In a video tennis game, in the part of the program that controls the ball, an increment command can be replaced by a decrement command when it hits the wall, thereby reversing the direction of movement.

The bytes containing the coordinates of the ball can be stored in the memory in such a way that they can be interpreted as direct parameters of a command. For example, imagine a command that causes the ball to be displayed in a specific location. Instead of addressing the two arguments "X-Position" and "Y-Position" indirectly as variables, they can be stored directly in the memory in such a way that they are part of the command "Show ball".

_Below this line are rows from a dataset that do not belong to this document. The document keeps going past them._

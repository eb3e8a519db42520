//! Normalization of validated records into stream points
//!
//! A [`MappingRule`] describes how one source's field names map onto
//! the canonical (stream_id, date, value) shape. Normalization is
//! deterministic: the same validated record always yields the same
//! stream point. Records with unparseable dates or values are dropped
//! with a reason, never halting the run.

use crate::error::NormalizeError;
use crate::record::ValidatedRecord;
use crate::types::StreamPoint;
use chrono::{DateTime, NaiveDate, NaiveDateTime};
use serde::{Deserialize, Serialize};
use serde_json::Value;
use std::collections::BTreeMap;
use tsn_common::StreamId;

/// How the stream id is derived for a record
#[derive(Debug, Clone, PartialEq, Serialize, Deserialize)]
#[serde(rename_all = "snake_case")]
pub enum StreamIdRule {
    /// Every record of the source goes to one fixed stream
    Fixed(StreamId),

    /// Concatenate the named record fields (joined with `-`, with an
    /// optional static prefix) and hash the result into a stream id
    Derived {
        #[serde(default, skip_serializing_if = "Option::is_none")]
        prefix: Option<String>,
        fields: Vec<String>,
    },
}

/// How the canonical date is read from a record
#[derive(Debug, Clone, PartialEq, Serialize, Deserialize)]
#[serde(rename_all = "snake_case")]
pub enum DateRule {
    /// A single field holding a parseable date
    Field(String),

    /// Separate year and month columns; the day defaults to the first
    /// of the month. Month accepts numbers and English month names.
    YearMonth { year: String, month: String },
}

/// Keep only records whose field equals the expected value
#[derive(Debug, Clone, PartialEq, Serialize, Deserialize)]
pub struct FieldFilter {
    pub field: String,
    pub equals: String,
}

/// Source-specific mapping onto the canonical time-series shape
#[derive(Debug, Clone, PartialEq, Serialize, Deserialize)]
pub struct MappingRule {
    pub stream_id: StreamIdRule,
    pub date: DateRule,

    /// Field holding the numeric value
    pub value_field: String,

    /// Optional record filter applied before mapping
    #[serde(default, skip_serializing_if = "Option::is_none")]
    pub filter: Option<FieldFilter>,

    /// Fields carried into point metadata when present
    #[serde(default, skip_serializing_if = "Vec::is_empty")]
    pub metadata_fields: Vec<String>,
}

impl MappingRule {
    /// Map every record of the source onto one fixed stream
    pub fn to_stream(stream_id: StreamId, date: DateRule, value_field: impl Into<String>) -> Self {
        Self {
            stream_id: StreamIdRule::Fixed(stream_id),
            date,
            value_field: value_field.into(),
            filter: None,
            metadata_fields: Vec::new(),
        }
    }

    pub fn with_filter(mut self, field: impl Into<String>, equals: impl Into<String>) -> Self {
        self.filter = Some(FieldFilter {
            field: field.into(),
            equals: equals.into(),
        });
        self
    }

    pub fn with_metadata_fields(mut self, fields: Vec<String>) -> Self {
        self.metadata_fields = fields;
        self
    }
}

/// Map a validated record onto a stream point
///
/// Returns `Ok(None)` for records the rule filters out and for records
/// that were rejected upstream. Errors are per-record drop reasons.
pub fn normalize(
    record: &ValidatedRecord,
    rule: &MappingRule,
) -> Result<Option<StreamPoint>, NormalizeError> {
    if record.status.is_rejected() {
        return Ok(None);
    }

    if let Some(filter) = &rule.filter {
        match record.get(&filter.field) {
            Some(value) if value_as_string(value).as_deref() == Some(filter.equals.as_str()) => {},
            _ => return Ok(None),
        }
    }

    let stream_id = derive_stream_id(record, &rule.stream_id)?;
    let date = derive_date(record, &rule.date)?;
    let value = derive_value(record, &rule.value_field)?;

    let mut metadata = BTreeMap::new();
    for field in &rule.metadata_fields {
        if let Some(value) = record.get(field) {
            if let Some(s) = value_as_string(value) {
                metadata.insert(field.clone(), s);
            }
        }
    }

    Ok(Some(StreamPoint {
        stream_id,
        date,
        value,
        metadata: if metadata.is_empty() { None } else { Some(metadata) },
    }))
}

fn derive_stream_id(
    record: &ValidatedRecord,
    rule: &StreamIdRule,
) -> Result<StreamId, NormalizeError> {
    match rule {
        StreamIdRule::Fixed(id) => Ok(id.clone()),
        StreamIdRule::Derived { prefix, fields } => {
            let mut parts: Vec<String> = Vec::with_capacity(fields.len() + 1);
            if let Some(prefix) = prefix {
                parts.push(prefix.clone());
            }
            for field in fields {
                let value = record
                    .get(field)
                    .and_then(value_as_string)
                    .ok_or_else(|| NormalizeError::MissingField(field.clone()))?;
                parts.push(value);
            }
            Ok(StreamId::generate(&parts.join("-")))
        },
    }
}

fn derive_date(record: &ValidatedRecord, rule: &DateRule) -> Result<NaiveDate, NormalizeError> {
    match rule {
        DateRule::Field(field) => {
            let raw = record
                .get(field)
                .and_then(value_as_string)
                .ok_or_else(|| NormalizeError::MissingField(field.clone()))?;
            parse_date_flexible(&raw).ok_or_else(|| NormalizeError::BadDate {
                field: field.clone(),
                value: raw,
            })
        },
        DateRule::YearMonth { year, month } => {
            let year_raw = record
                .get(year)
                .and_then(value_as_string)
                .ok_or_else(|| NormalizeError::MissingField(year.clone()))?;
            let month_raw = record
                .get(month)
                .and_then(value_as_string)
                .ok_or_else(|| NormalizeError::MissingField(month.clone()))?;

            let y: i32 = year_raw.trim().parse().map_err(|_| NormalizeError::BadDate {
                field: year.clone(),
                value: year_raw.clone(),
            })?;
            let m = parse_month(&month_raw).ok_or_else(|| NormalizeError::BadDate {
                field: month.clone(),
                value: month_raw.clone(),
            })?;

            NaiveDate::from_ymd_opt(y, m, 1).ok_or(NormalizeError::BadDate {
                field: month.clone(),
                value: format!("{}-{}", year_raw, month_raw),
            })
        },
    }
}

fn derive_value(record: &ValidatedRecord, field: &str) -> Result<f64, NormalizeError> {
    let value = record
        .get(field)
        .ok_or_else(|| NormalizeError::MissingField(field.to_string()))?;

    match value {
        Value::Number(n) => n.as_f64().ok_or_else(|| NormalizeError::BadValue {
            field: field.to_string(),
            value: n.to_string(),
        }),
        Value::String(s) => s.trim().parse::<f64>().map_err(|_| NormalizeError::BadValue {
            field: field.to_string(),
            value: s.clone(),
        }),
        other => Err(NormalizeError::BadValue {
            field: field.to_string(),
            value: other.to_string(),
        }),
    }
}

fn value_as_string(value: &Value) -> Option<String> {
    match value {
        Value::String(s) => Some(s.trim().to_string()),
        Value::Number(n) => Some(n.to_string()),
        Value::Bool(b) => Some(b.to_string()),
        _ => None,
    }
}

/// Parse a date from the formats the sources actually produce
///
/// Accepted: ISO dates (`2024-01-16`), RFC 3339 timestamps (truncated
/// to their date), `YYYY/MM/DD`, and `YYYY-MM-DD HH:MM:SS`. Anything
/// else is ambiguous and treated as unparseable.
pub fn parse_date_flexible(s: &str) -> Option<NaiveDate> {
    let s = s.trim();

    if let Ok(date) = NaiveDate::parse_from_str(s, "%Y-%m-%d") {
        return Some(date);
    }
    if let Ok(dt) = DateTime::parse_from_rfc3339(s) {
        return Some(dt.date_naive());
    }
    if let Ok(dt) = NaiveDateTime::parse_from_str(s, "%Y-%m-%dT%H:%M:%S") {
        return Some(dt.date());
    }
    if let Ok(dt) = NaiveDateTime::parse_from_str(s, "%Y-%m-%d %H:%M:%S") {
        return Some(dt.date());
    }
    if let Ok(date) = NaiveDate::parse_from_str(s, "%Y/%m/%d") {
        return Some(date);
    }

    None
}

/// Parse a month number from a digit string or an English month name
pub fn parse_month(s: &str) -> Option<u32> {
    let s = s.trim();

    if let Ok(n) = s.parse::<u32>() {
        return (1..=12).contains(&n).then_some(n);
    }

    let name = s.to_lowercase();
    let month = match name.as_str() {
        "january" | "jan" => 1,
        "february" | "feb" => 2,
        "march" | "mar" => 3,
        "april" | "apr" => 4,
        "may" => 5,
        "june" | "jun" => 6,
        "july" | "jul" => 7,
        "august" | "aug" => 8,
        "september" | "sep" | "sept" => 9,
        "october" | "oct" => 10,
        "november" | "nov" => 11,
        "december" | "dec" => 12,
        _ => return None,
    };
    Some(month)
}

Combination of the two examples as a pseudo-program:

if the ball has hit a vertical wall and the program code says “increment x-coordinate”, then write the command for “decrement x-coordinate” in the appropriate memory location and skip the next command
If the ball has hit a vertical wall and the program code says "decrement x-coordinate", then write the command for "increment x-coordinate" in the appropriate memory location
If the ball has hit a horizontal wall and the program code says “increment y-coordinate”, then write the command for “decrement y-coordinate” in the appropriate memory location and skip the next command
if the ball has hit a horizontal wall and the program code says "decrement y-coordinate", then write the command for "increment y-coordinate" in the appropriate memory location
increment the x-coordinate of the ball display command
increment y-coordinate of the ball display command
Place the ball in position 1, 1 and start over

Both the two commands for incrementing and the coordinates “1,1” in this example only represent initial values that are modified by the program itself.

Math program

In Microsoft BASIC on Commodore computers (e.g. PET, VC 20, C64 ) it was effectively possible, by briefly stopping a program, to execute a user function (e.g. "SIN (X)") queried via the INPUT command in the program to the program editor, which changed a line in the BASIC program accordingly, whereupon the program was continued without losing the variable information (using the GOTO command ) and could use the new line for calculations. This was done by printing out the desired new program line in the top line of the screen (using the Microsoft BASIC expression " DEF FN ") and issuing the command "GOTO xxx" to jump back into the program in the second line of the screen. Filling the keyboard buffer with the characters HOME and several control characters for carriage return ensured that after the STOP command the system's own program editor processed the previously output program line and executed the BASIC program again when the GOTO command was reached (triggered by the carriage return characters) .

Copy routines (6502-CPU)

Such a subroutine was given the start address, target address and size in bytes or memory pages (256 bytes each). The normal way to copy was to store the addresses in two pointers within the zeropage, and then use indirect-zeropage addressable load and store instructions with index access. However, these need two clock cycles more on the 6502 CPU than the absolutely addressable ones. The trick to increasing the speed is to use absolutely addressable commands. With this type of self-modifying code, the index register and the pointer addresses are not incremented, but the addresses in the program code after the opcode of the absolutely addressable load and store commands. This enables copying routines to be accelerated significantly.

Remarks

↑ Self-modifying code was e.g. B. used to distinguish the Intel 8088 from the Intel 8086, because one had a longer instruction pipeline: The processor with the short pipeline followed the change, but the processor with the longer pipeline continued to execute the "old" instruction because it was already running was stored in the pipeline.

[1] Self-modifying code was e.g. B. used to distinguish the Intel 8088 from the Intel 8086, because one had a longer instruction pipeline: The processor with the short pipeline followed the change, but the processor with the longer pipeline continued to execute the "old" instruction because it was already running was stored in the pipeline.